Em relação a esposa do venezuelano, ele informa que o contrato dela venceu no dia 31 e que ela foi dispensada em decorrência do seu desempenho profissional. “Não tem nenhuma relação com os fatos. Já contratamos vários venezuelanos e ainda temos dois trabalhando no posto. Todos os funcionários recebem o mesmo tratamento, independente de sua nacionalidade”, destacou Basílio.

Em relação a agressão, ele informou que o morador de rua vive nas imediações do posto. “O morador de rua não vive no posto ou toma banho aqui, até porque não temos instalações para isto. Nosso encarregado tentou evitar a agressão, mas infelizmente não foi possível”, pontuou Basílio.

Entre os funcionários, o relato é de que o casal de venezuelanos teria se desentendido e que ela o pôs para fora de casa. Em função disto, ele estaria vivendo nas ruas e por isto estava no posto fora do seu turno de trabalho. A esposa nega esta versão dos fatos.

COMISSÃO DE DIREITOS HUMANOS ACOMPANHA O CASO

A Comissão de Direitos Humanos da Universidade Federal do Espírito Santo (Ufes) acompanha o caso. A presidente, Brunela Vincenzi, coordena ainda um projeto de Pesquisa e Extensão em parceria com a Organização das Nações Unidas (ONU),  chamado Cátedra Sérgio Vieira de Mello, voltado para o acompanhamento de refugiados de situações de catástrofe e casos humanitários.

Ela destaca que o HEUE, ao receber o rapaz agredido, deveria ter comunicado à Polícia Militar para que a investigação fosse feita, segundo o que determina a Portaria 1.271, de 2014, do Ministério da Saúde.

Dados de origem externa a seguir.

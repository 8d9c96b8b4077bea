//! The registry of themes and the choice of the current one.

use kstring::KString;

use crate::{alias::Aliases,
            alist::AList,
            ancestors::ThemeClasses,
            error::{ThemeError, ThemeErrorKind},
            pathmap::PathMap,
            theme::{Theme, InitContext}};

#[derive(Debug, Clone)]
pub struct ThemeManager {
    themes: AList<KString, Theme>,
    /// Path map shared by all themes, overriding the seed layer but
    /// overridden by each theme's own map.
    pub path_map: PathMap,
    /// Assets of the application, registered before the theme's.
    pub assets: Vec<String>,
    pub app_view_path: String,
    pub aliases: Aliases,
    pub classes: ThemeClasses,
    default_theme: Option<KString>,
    current: Option<KString>,
    is_bootstrapped: bool,
}

impl ThemeManager {
    pub fn new(app_view_path: &str, aliases: Aliases, classes: ThemeClasses) -> Self {
        ThemeManager {
            themes: AList::new(),
            path_map: PathMap::new(),
            assets: Vec::new(),
            app_view_path: app_view_path.to_string(),
            aliases,
            classes,
            default_theme: None,
            current: None,
            is_bootstrapped: false,
        }
    }

    /// Registers `theme`, replacing one with the same name. Its class
    /// must come from `self.classes`.
    pub fn add_theme(&mut self, theme: Theme) -> Result<(), ThemeError> {
        self.classes.check(theme.class)?;
        self.themes.insert(theme.name.clone(), theme);
        Ok(())
    }

    pub fn has_theme(&self, name: &str) -> bool {
        self.themes.contains_key(name)
    }

    /// In registration order.
    pub fn theme_names(&self) -> impl Iterator<Item = &str> {
        self.themes.keys().map(|k| k.as_str())
    }

    pub fn get_theme(&self, name: &str) -> Option<&Theme> {
        self.themes.get(name)
    }

    pub fn set_default_theme(&mut self, name: &str) {
        self.default_theme = Some(KString::from_ref(name));
    }

    /// The explicitly set default theme, or else the first registered
    /// one.
    pub fn default_theme(&self) -> Option<&str> {
        match &self.default_theme {
            Some(name) => Some(name.as_str()),
            None => self.theme_names().next(),
        }
    }

    /// Select the current theme. Whether it exists is only checked
    /// when it is used.
    pub fn set_theme(&mut self, name: &str) -> Result<(), ThemeError> {
        if name.is_empty() {
            return Err(ThemeErrorKind::NoThemeToSet.into())
        }
        self.current = Some(KString::from_ref(name));
        Ok(())
    }

    pub fn current_theme_name(&self) -> Option<&str> {
        self.current.as_deref()
    }

    /// The current theme (the default one if none was set),
    /// initializing it on first use.
    pub fn theme(&mut self) -> Result<&Theme, ThemeError> {
        let name = match &self.current {
            Some(name) => name.clone(),
            None => KString::from_ref(
                self.default_theme().ok_or(ThemeErrorKind::NoThemeToSet)?),
        };
        let ctx = InitContext {
            app_view_path: &self.app_view_path,
            aliases: &self.aliases,
            classes: &self.classes,
            manager_path_map: &self.path_map,
        };
        let theme = self.themes.get_mut(name.as_str()).ok_or_else(
            || ThemeErrorKind::UnknownTheme(name.clone()))?;
        if ! theme.is_initialized() {
            theme.init(&ctx)?;
        }
        Ok(theme)
    }

    /// The application's assets followed by the current theme's.
    pub fn assets(&mut self) -> Result<Vec<String>, ThemeError> {
        let mut assets = self.assets.clone();
        assets.extend(self.theme()?.assets.iter().cloned());
        Ok(assets)
    }

    /// The name of the settings model of the current theme's class,
    /// if any class in its hierarchy declares one.
    pub fn settings(&mut self) -> Result<Option<String>, ThemeError> {
        let class = self.theme()?.class;
        Ok(self.classes.find_settings(class).map(|s| s.to_string()))
    }

    /// Select `preferred` if it's a registered theme, otherwise the
    /// default theme, and initialize it. Only the first call does
    /// anything.
    pub fn bootstrap(&mut self, preferred: Option<&str>) -> Result<(), ThemeError> {
        if self.is_bootstrapped {
            return Ok(())
        }
        self.is_bootstrapped = true;

        let name = match preferred {
            Some(name) if self.has_theme(name) => name.to_string(),
            _ => self.default_theme().ok_or(ThemeErrorKind::NoThemeToSet)?.to_string(),
        };
        self.set_theme(&name)?;
        self.theme()?;
        Ok(())
    }
}
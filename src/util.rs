use std::env::VarError;

use anyhow::{Result, bail};

/// Get an env var as a String; decoding failures are reported as
/// errors. If the var is not set and no fallback was given, an error
/// is reported as well.
pub fn getenv_or(name: &str, fallbackvalue: Option<&str>) -> Result<String> {
    match getenv(name)? {
        Some(s) => Ok(s),
        None => match fallbackvalue {
            Some(v) => Ok(v.to_string()),
            None => bail!("{name:?} env var is missing and \
                           no default provided"),
        }
    }
}

/// Get an env var as a String; decoding failures are reported as
/// errors. Empty values count as not set.
pub fn getenv(name: &str) -> Result<Option<String>> {
    match std::env::var(name) {
        Ok(s) if s.is_empty() => Ok(None),
        Ok(s) => Ok(Some(s)),
        Err(e) => match e {
            VarError::NotPresent => Ok(None),
            VarError::NotUnicode(_) => bail!("{name:?} env var is not unicode"),
        }
    }
}

#[cfg(test)]
mod tests {
    use super::*;

    #[test]
    fn t_getenv_or() {
        assert_eq!(getenv_or("THEMEMAP_SURELY_UNSET_VAR", Some("x")).unwrap(), "x");
        assert!(getenv_or("THEMEMAP_SURELY_UNSET_VAR", None).is_err());
        assert_eq!(getenv("THEMEMAP_SURELY_UNSET_VAR").unwrap(), None);
    }
}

“A notificação é compulsória para qualquer dano à integridade física ou mental do indivíduo, provocado por circunstâncias nocivas, tais como acidentes, intoxicações por substâncias químicas, abuso de drogas ou lesões decorrentes de violências interpessoais, como agressões e maus tratos, e lesão autoprovocada. Não cabe ao hospital decidir o que é ou não crime. Sem a notificação, a investigação só começou quando a família procurou a polícia”, informou.

Foi a Comissão de Direitos Humanos que viabilizou os advogados que estão auxiliando a família. Eles também oferecem acompanhamento psicológico e humanitário. Ela avalia que o que ocorreu com o casal pode ser um caso de xenofobia. “Imagino que pensam que o casal tem menos direitos, ou não vai acessar os seus direitos por serem de outra nacionalidade”, ponderou.

O advogado Gilberto Passos avalia ser nula a rescisão do contrato de trabalho do rapaz. “Vamos mover uma ação trabalhista porque ele tem seus direitos, inclusive agora que não poderá retornar ao trabalho”, explica. Ele também acompanha o desenrolar das investigações da Polícia civil.